Set down each line from the start of the material exactly, please, up to and including the one that contains "pub const NAV_LINKS_SELECTOR: &str".
+---+
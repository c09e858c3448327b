//! Compile-time constants: the page contract and the fixed display strings.

/// Elements carrying `data-link="<key>"` get their `href` from the site config.
pub const LINK_SELECTOR: &str = "[data-link]";
pub const LINK_KEY_ATTR: &str = "data-link";
/// Marks a hydrated link that should open in a new browsing context.
pub const LINK_EXTERNAL_ATTR: &str = "data-external";

pub const YEAR_ID: &str = "year";

pub const NAV_SELECTOR: &str = "header.nav";
pub const NAV_TOGGLE_SELECTOR: &str = "[data-nav-toggle]";
pub const NAV_DRAWER_SELECTOR: &str = "[data-nav-drawer]";
pub const NAV_OVERLAY_SELECTOR: &str = "[data-nav-overlay]";
pub const NAV_LINKS_SELECTOR: &str = ".nav__links";
pub const NAV_OPEN_CLASS: &str = "is-open";

/// Viewport width above which the mobile drawer is always closed.
pub const NAV_BREAKPOINT: f64 = 900.0;

pub const TAB_SELECTOR: &str = ".tab";
pub const TAB_FILTER_ATTR: &str = "data-filter";
pub const TAB_ACTIVE_CLASS: &str = "is-active";
pub const ASSET_CARD_SELECTOR: &str = "#assetGrid .product";
pub const ASSET_CATEGORY_ATTR: &str = "data-cat";
pub const ASSET_NAME_ATTR: &str = "data-name";
pub const ASSET_SEARCH_ID: &str = "assetSearch";
pub const ASSET_EMPTY_ID: &str = "assetEmpty";
pub const ASSET_NOTE_SELECTOR: &str = ".assetsNote";

/// The tab filter matching every category.
pub const ALL_CATEGORIES: &str = "all";

pub const ADMIN_GRID_ID: &str = "adminGrid";
pub const ADMIN_EMPTY_ID: &str = "adminEmpty";
pub const ADMIN_SEARCH_ID: &str = "adminSearch";
pub const ADMIN_EMPTY_DESC_SELECTOR: &str = ".assetEmpty__desc";
pub const ADMIN_DATA_MISSING: &str =
    "Admin data not loaded. Check that the admin list is passed to the site script.";

pub const DEFAULT_ADMIN_NAME: &str = "Unknown";
pub const DEFAULT_ADMIN_ROLE: &str = "Staff";

pub const PLAYERS_ID: &str = "livePlayers";
pub const PLAYERS_LABEL_ID: &str = "livePlayersLabel";
pub const PLAYERS_ONLINE_CLASS: &str = "is-online";

/// Delay between two player count polls, in milliseconds.
pub const POLL_INTERVAL_MS: u32 = 30_000;

pub const TEXT_LOADING: &str = "…";
pub const TEXT_UNAVAILABLE: &str = "—";
pub const LABEL_ONLINE: &str = "Players Online";
pub const LABEL_UNAVAILABLE: &str = "Unavailable";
+---+
Solution for this exercise:
repository c09e858c3448327b
//! Compile-time constants: the page contract and the fixed display strings.

/// Elements carrying `data-link="<key>"` get their `href` from the site config.
pub const LINK_SELECTOR: &str = "[data-link]";
pub const LINK_KEY_ATTR: &str = "data-link";
/// Marks a hydrated link that should open in a new browsing context.
pub const LINK_EXTERNAL_ATTR: &str = "data-external";

pub const YEAR_ID: &str = "year";

pub const NAV_SELECTOR: &str = "header.nav";
pub const NAV_TOGGLE_SELECTOR: &str = "[data-nav-toggle]";
pub const NAV_DRAWER_SELECTOR: &str = "[data-nav-drawer]";
pub const NAV_OVERLAY_SELECTOR: &str = "[data-nav-overlay]";
pub const NAV_LINKS_SELECTOR: &str = ".nav__links";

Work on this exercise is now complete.